The easiest solution would be to just put a note in the README
saying “Make sure you use the latest version, otherwise this setting won’t work”.
But that’s not very friendly or good for new users, plus it breaks POLA.
So how can we fix this?
Facter version fact, plus a default assumed version
A pattern I’ve seen to solve this is a combination of two things:
- A custom fact that reads the current version of the application
- An assumed version parameter, set with the assumed version of an application from the operating system’s default package manager
A Collectd example
The collectd was having this issue, as there were plugin settings that were only available in collectd 5.5 onward.
So, they added a custom fact to get the collectd version if installed.
Then they added parameter $minimum_version
which defaulted to the minimum version in the package repository.
$collectd_version_real = pick($::collectd_version, $minimum_version)
It then uses the pick
function between the custom fact of the version of the package, and the minimum version:
From a list of values, returns the first value that is not undefined or an empty string. Takes any number of arguments, and raises an error if all values are undefined or empty.
So, this $collectd_version_real
parameter can then be compared to the minimum version required for any configuration settings.

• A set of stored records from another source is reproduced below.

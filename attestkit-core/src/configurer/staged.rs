use super::{
    AttestationStatementVerifiersStage, CertPathTrustworthinessStage,
    CustomRegistrationVerifiersStage, ObjectConverterStage, RegistrationManagerBuild,
    SelfAttestationTrustworthinessStage,
};
use crate::converter::ObjectConverter;
use crate::error::ConfigurerError;
use crate::manager::RegistrationManager;
use crate::verifier::{
    AttestationStatementVerifier, CertPathTrustworthinessVerifier, CustomRegistrationVerifier,
    SelfAttestationTrustworthinessVerifier,
};

/// Configurer with one type per stage. Every stage owns the values supplied
/// so far and hands them to the next one, so `build` cannot fail.
#[derive(Debug, Clone, Copy, Default)]
pub struct StagedRegistrationManagerConfigurer;

impl StagedRegistrationManagerConfigurer {
    pub fn configure() -> ObjectConverterConfigurer {
        ObjectConverterConfigurer { _private: () }
    }
}

#[derive(Debug)]
pub struct ObjectConverterConfigurer {
    _private: (),
}

impl ObjectConverterStage for ObjectConverterConfigurer {
    type Next = AttestationStatementVerifiersConfigurer;

    fn with_object_converter<S>(self, supplier: S) -> Self::Next
    where
        S: FnOnce() -> ObjectConverter,
    {
        AttestationStatementVerifiersConfigurer {
            object_converter: supplier(),
        }
    }
}

#[derive(Debug)]
pub struct AttestationStatementVerifiersConfigurer {
    object_converter: ObjectConverter,
}

impl AttestationStatementVerifiersStage for AttestationStatementVerifiersConfigurer {
    type Next = CertPathTrustworthinessVerifierConfigurer;

    fn with_attestation_statement_verifiers(
        self,
        verifiers: Vec<Box<dyn AttestationStatementVerifier>>,
    ) -> Self::Next {
        CertPathTrustworthinessVerifierConfigurer {
            object_converter: self.object_converter,
            attestation_statement_verifiers: verifiers,
        }
    }
}

pub struct CertPathTrustworthinessVerifierConfigurer {
    object_converter: ObjectConverter,
    attestation_statement_verifiers: Vec<Box<dyn AttestationStatementVerifier>>,
}

impl CertPathTrustworthinessStage for CertPathTrustworthinessVerifierConfigurer {
    type Next = SelfAttestationTrustworthinessVerifierConfigurer;

    fn with_cert_path_trustworthiness_verifier<F, V>(self, factory: F) -> Self::Next
    where
        F: FnOnce(&ObjectConverter) -> V,
        V: CertPathTrustworthinessVerifier + 'static,
    {
        let cert_path = factory(&self.object_converter);
        SelfAttestationTrustworthinessVerifierConfigurer {
            object_converter: self.object_converter,
            attestation_statement_verifiers: self.attestation_statement_verifiers,
            cert_path_trustworthiness_verifier: Box::new(cert_path),
        }
    }
}

pub struct SelfAttestationTrustworthinessVerifierConfigurer {
    object_converter: ObjectConverter,
    attestation_statement_verifiers: Vec<Box<dyn AttestationStatementVerifier>>,
    cert_path_trustworthiness_verifier: Box<dyn CertPathTrustworthinessVerifier>,
}

impl SelfAttestationTrustworthinessStage for SelfAttestationTrustworthinessVerifierConfigurer {
    type Next = CustomRegistrationVerifiersConfigurer;

    fn with_self_attestation_trustworthiness_verifier<F, V>(self, factory: F) -> Self::Next
    where
        F: FnOnce(&ObjectConverter) -> V,
        V: SelfAttestationTrustworthinessVerifier + 'static,
    {
        let self_attestation = factory(&self.object_converter);
        CustomRegistrationVerifiersConfigurer {
            object_converter: self.object_converter,
            attestation_statement_verifiers: self.attestation_statement_verifiers,
            cert_path_trustworthiness_verifier: self.cert_path_trustworthiness_verifier,
            self_attestation_trustworthiness_verifier: Box::new(self_attestation),
        }
    }
}

pub struct CustomRegistrationVerifiersConfigurer {
    object_converter: ObjectConverter,
    attestation_statement_verifiers: Vec<Box<dyn AttestationStatementVerifier>>,
    cert_path_trustworthiness_verifier: Box<dyn CertPathTrustworthinessVerifier>,
    self_attestation_trustworthiness_verifier: Box<dyn SelfAttestationTrustworthinessVerifier>,
}

impl CustomRegistrationVerifiersStage for CustomRegistrationVerifiersConfigurer {
    type Next = RegistrationManagerBuilder;

    fn with_custom_registration_verifiers<F>(self, factory: F) -> Self::Next
    where
        F: FnOnce(&ObjectConverter) -> Vec<Box<dyn CustomRegistrationVerifier>>,
    {
        let custom = factory(&self.object_converter);
        RegistrationManagerBuilder {
            object_converter: self.object_converter,
            attestation_statement_verifiers: self.attestation_statement_verifiers,
            cert_path_trustworthiness_verifier: self.cert_path_trustworthiness_verifier,
            self_attestation_trustworthiness_verifier: self
                .self_attestation_trustworthiness_verifier,
            custom_registration_verifiers: custom,
        }
    }
}

pub struct RegistrationManagerBuilder {
    object_converter: ObjectConverter,
    attestation_statement_verifiers: Vec<Box<dyn AttestationStatementVerifier>>,
    cert_path_trustworthiness_verifier: Box<dyn CertPathTrustworthinessVerifier>,
    self_attestation_trustworthiness_verifier: Box<dyn SelfAttestationTrustworthinessVerifier>,
    custom_registration_verifiers: Vec<Box<dyn CustomRegistrationVerifier>>,
}

impl RegistrationManagerBuild for RegistrationManagerBuilder {
    fn build(self) -> Result<RegistrationManager, ConfigurerError> {
        Ok(RegistrationManager::new(
            self.attestation_statement_verifiers,
            self.cert_path_trustworthiness_verifier,
            self.self_attestation_trustworthiness_verifier,
            self.custom_registration_verifiers,
            self.object_converter,
        ))
    }
}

This goes something like this:
<% if scope.lookupvar('collectd::collectd_version_real') and (scope.function_versioncmp([scope.lookupvar('collectd::collectd_version_real'), '5.5']) >= 0) -%>
So this configuration setting will only be set if the version of collectd is 5.5 or above:
- If the package wasn’t installed on the run, then the
minimum_version
parameter is used and compared to see if greater or equal to 5.5 - If the package is installed, the fact is available and that is compared to see if greater or equal to 5.5
Redis
This problem is affecting the redis approved module I have push rights to, so I’m going to use this pattern to lock off the Redis 3+ only parameters, avoiding the failure message with older redis: https://github.com/arioch/puppet-redis/issues/111
Conclusion
It’s a bit convoluted, but the atomic nature of catalog compilations means this is the best way to do this.